Instructions for the task
Reproduce the records word for word, with nothing left out.

[Data listing — start]

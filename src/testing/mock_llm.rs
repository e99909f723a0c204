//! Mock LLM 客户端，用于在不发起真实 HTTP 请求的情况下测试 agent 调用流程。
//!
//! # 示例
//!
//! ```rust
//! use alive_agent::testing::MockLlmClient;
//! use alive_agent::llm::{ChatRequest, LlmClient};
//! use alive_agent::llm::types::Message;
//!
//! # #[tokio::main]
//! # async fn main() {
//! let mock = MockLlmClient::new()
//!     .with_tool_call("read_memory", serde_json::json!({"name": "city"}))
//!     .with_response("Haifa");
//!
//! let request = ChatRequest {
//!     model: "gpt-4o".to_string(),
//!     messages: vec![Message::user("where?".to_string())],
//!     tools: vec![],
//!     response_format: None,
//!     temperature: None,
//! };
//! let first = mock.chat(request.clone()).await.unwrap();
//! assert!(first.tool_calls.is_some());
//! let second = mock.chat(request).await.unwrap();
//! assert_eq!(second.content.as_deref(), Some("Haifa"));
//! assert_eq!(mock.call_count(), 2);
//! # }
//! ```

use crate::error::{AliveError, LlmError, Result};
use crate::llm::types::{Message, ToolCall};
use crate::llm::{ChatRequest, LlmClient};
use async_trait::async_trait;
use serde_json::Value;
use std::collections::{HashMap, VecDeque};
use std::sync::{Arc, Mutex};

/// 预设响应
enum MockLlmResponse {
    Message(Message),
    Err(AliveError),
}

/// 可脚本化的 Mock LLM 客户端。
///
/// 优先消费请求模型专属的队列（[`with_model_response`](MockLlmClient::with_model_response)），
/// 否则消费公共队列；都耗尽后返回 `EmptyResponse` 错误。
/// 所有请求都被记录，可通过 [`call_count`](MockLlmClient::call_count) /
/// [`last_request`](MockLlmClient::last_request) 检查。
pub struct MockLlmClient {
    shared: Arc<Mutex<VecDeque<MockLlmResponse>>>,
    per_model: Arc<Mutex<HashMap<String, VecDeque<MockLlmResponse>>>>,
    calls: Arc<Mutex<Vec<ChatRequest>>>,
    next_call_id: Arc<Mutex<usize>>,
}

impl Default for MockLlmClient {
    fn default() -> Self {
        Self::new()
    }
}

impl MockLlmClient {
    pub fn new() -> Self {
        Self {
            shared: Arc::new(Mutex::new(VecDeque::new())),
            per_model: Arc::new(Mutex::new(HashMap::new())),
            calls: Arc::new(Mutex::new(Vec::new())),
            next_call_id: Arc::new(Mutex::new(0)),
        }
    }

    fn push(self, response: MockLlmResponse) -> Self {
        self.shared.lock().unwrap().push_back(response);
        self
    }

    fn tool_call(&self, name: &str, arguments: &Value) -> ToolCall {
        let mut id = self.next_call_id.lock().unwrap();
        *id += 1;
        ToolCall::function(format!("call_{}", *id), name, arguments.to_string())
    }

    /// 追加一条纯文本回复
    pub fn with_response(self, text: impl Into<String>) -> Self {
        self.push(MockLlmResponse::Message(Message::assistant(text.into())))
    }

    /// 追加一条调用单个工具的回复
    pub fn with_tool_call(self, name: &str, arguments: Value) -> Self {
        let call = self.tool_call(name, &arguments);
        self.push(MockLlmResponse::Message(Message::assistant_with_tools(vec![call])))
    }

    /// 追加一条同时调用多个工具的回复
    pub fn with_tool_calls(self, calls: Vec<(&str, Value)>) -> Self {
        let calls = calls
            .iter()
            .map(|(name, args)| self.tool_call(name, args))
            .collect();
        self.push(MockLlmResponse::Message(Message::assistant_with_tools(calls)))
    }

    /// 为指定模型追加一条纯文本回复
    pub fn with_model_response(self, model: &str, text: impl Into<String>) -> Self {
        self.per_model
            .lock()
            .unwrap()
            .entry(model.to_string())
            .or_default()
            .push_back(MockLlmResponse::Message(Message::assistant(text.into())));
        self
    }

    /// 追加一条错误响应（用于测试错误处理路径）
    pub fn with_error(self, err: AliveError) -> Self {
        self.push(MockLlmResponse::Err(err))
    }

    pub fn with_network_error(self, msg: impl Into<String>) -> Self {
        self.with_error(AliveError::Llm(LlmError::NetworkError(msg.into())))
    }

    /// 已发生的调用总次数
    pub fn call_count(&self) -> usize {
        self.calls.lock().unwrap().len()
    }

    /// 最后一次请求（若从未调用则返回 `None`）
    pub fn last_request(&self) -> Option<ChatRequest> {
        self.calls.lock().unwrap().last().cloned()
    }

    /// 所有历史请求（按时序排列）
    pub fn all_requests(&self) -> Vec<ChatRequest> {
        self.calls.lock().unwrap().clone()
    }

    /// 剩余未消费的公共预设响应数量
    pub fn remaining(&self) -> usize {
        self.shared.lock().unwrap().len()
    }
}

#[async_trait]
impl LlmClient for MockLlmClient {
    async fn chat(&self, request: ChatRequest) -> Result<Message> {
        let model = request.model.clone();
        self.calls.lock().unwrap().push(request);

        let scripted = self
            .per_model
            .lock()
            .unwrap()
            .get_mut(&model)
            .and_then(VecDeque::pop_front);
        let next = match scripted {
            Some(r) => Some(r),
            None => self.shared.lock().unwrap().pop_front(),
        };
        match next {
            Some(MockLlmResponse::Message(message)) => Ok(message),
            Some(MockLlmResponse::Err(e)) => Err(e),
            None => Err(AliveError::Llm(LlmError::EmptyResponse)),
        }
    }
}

[Data listing — finish]

The answer
filename src/testing/mock_llm.rs
repository e99909f723a0c204
//! Mock LLM 客户端，用于在不发起真实 HTTP 请求的情况下测试 agent 调用流程。
//!
//! # 示例
//!
//! ```rust
//! use alive_agent::testing::MockLlmClient;
//! use alive_agent::llm::{ChatRequest, LlmClient};
//! use alive_agent::llm::types::Message;
//!
//! # #[tokio::main]
//! # async fn main() {
//! let mock = MockLlmClient::new()
//!     .with_tool_call("read_memory", serde_json::json!({"name": "city"}))
//!     .with_response("Haifa");
//!
//! let request = ChatRequest {
//!     model: "gpt-4o".to_string(),
//!     messages: vec![Message::user("where?".to_string())],
//!     tools: vec![],
//!     response_format: None,
//!     temperature: None,
//! };
//! let first = mock.chat(request.clone()).await.unwrap();
//! assert!(first.tool_calls.is_some());
//! let second = mock.chat(request).await.unwrap();
//! assert_eq!(second.content.as_deref(), Some("Haifa"));
//! assert_eq!(mock.call_count(), 2);
//! # }
//! ```

use crate::error::{AliveError, LlmError, Result};
use crate::llm::types::{Message, ToolCall};
use crate::llm::{ChatRequest, LlmClient};
use async_trait::async_trait;
use serde_json::Value;
use std::collections::{HashMap, VecDeque};
use std::sync::{Arc, Mutex};

/// 预设响应
enum MockLlmResponse {
    Message(Message),
    Err(AliveError),
}

/// 可脚本化的 Mock LLM 客户端。
///
/// 优先消费请求模型专属的队列（[`with_model_response`](MockLlmClient::with_model_response)），
/// 否则消费公共队列；都耗尽后返回 `EmptyResponse` 错误。
/// 所有请求都被记录，可通过 [`call_count`](MockLlmClient::call_count) /
/// [`last_request`](MockLlmClient::last_request) 检查。
pub struct MockLlmClient {
    shared: Arc<Mutex<VecDeque<MockLlmResponse>>>,
    per_model: Arc<Mutex<HashMap<String, VecDeque<MockLlmResponse>>>>,
    calls: Arc<Mutex<Vec<ChatRequest>>>,
    next_call_id: Arc<Mutex<usize>>,
}

impl Default for MockLlmClient {
    fn default() -> Self {
        Self::new()
    }
}

impl MockLlmClient {
    pub fn new() -> Self {
        Self {
            shared: Arc::new(Mutex::new(VecDeque::new())),
            per_model: Arc::new(Mutex::new(HashMap::new())),
            calls: Arc::new(Mutex::new(Vec::new())),
            next_call_id: Arc::new(Mutex::new(0)),
        }
    }

    fn push(self, response: MockLlmResponse) -> Self {
        self.shared.lock().unwrap().push_back(response);
        self
    }

    fn tool_call(&self, name: &str, arguments: &Value) -> ToolCall {
        let mut id = self.next_call_id.lock().unwrap();
        *id += 1;
        ToolCall::function(format!("call_{}", *id), name, arguments.to_string())
    }

    /// 追加一条纯文本回复
    pub fn with_response(self, text: impl Into<String>) -> Self {
        self.push(MockLlmResponse::Message(Message::assistant(text.into())))
    }

    /// 追加一条调用单个工具的回复
    pub fn with_tool_call(self, name: &str, arguments: Value) -> Self {
        let call = self.tool_call(name, &arguments);
        self.push(MockLlmResponse::Message(Message::assistant_with_tools(vec![call])))
    }

    /// 追加一条同时调用多个工具的回复
    pub fn with_tool_calls(self, calls: Vec<(&str, Value)>) -> Self {
        let calls = calls
            .iter()
            .map(|(name, args)| self.tool_call(name, args))
            .collect();
        self.push(MockLlmResponse::Message(Message::assistant_with_tools(calls)))
    }

    /// 为指定模型追加一条纯文本回复
    pub fn with_model_response(self, model: &str, text: impl Into<String>) -> Self {
        self.per_model
            .lock()
            .unwrap()
            .entry(model.to_string())
            .or_default()
            .push_back(MockLlmResponse::Message(Message::assistant(text.into())));
        self
    }

    /// 追加一条错误响应（用于测试错误处理路径）
    pub fn with_error(self, err: AliveError) -> Self {
        self.push(MockLlmResponse::Err(err))
    }

    pub fn with_network_error(self, msg: impl Into<String>) -> Self {
        self.with_error(AliveError::Llm(LlmError::NetworkError(msg.into())))
    }

    /// 已发生的调用总次数
    pub fn call_count(&self) -> usize {
        self.calls.lock().unwrap().len()
    }

    /// 最后一次请求（若从未调用则返回 `None`）
    pub fn last_request(&self) -> Option<ChatRequest> {
        self.calls.lock().unwrap().last().cloned()
    }

    /// 所有历史请求（按时序排列）
    pub fn all_requests(&self) -> Vec<ChatRequest> {
        self.calls.lock().unwrap().clone()
    }

    /// 剩余未消费的公共预设响应数量
    pub fn remaining(&self) -> usize {
        self.shared.lock().unwrap().len()
    }
}

#[async_trait]
impl LlmClient for MockLlmClient {
    async fn chat(&self, request: ChatRequest) -> Result<Message> {
        let model = request.model.clone();
        self.calls.lock().unwrap().push(request);

        let scripted = self
            .per_model
            .lock()
            .unwrap()
            .get_mut(&model)
            .and_then(VecDeque::pop_front);
        let next = match scripted {
            Some(r) => Some(r),
            None => self.shared.lock().unwrap().pop_front(),
        };
        match next {
            Some(MockLlmResponse::Message(message)) => Ok(message),
            Some(MockLlmResponse::Err(e)) => Err(e),
            None => Err(AliveError::Llm(LlmError::EmptyResponse)),
        }
    }
}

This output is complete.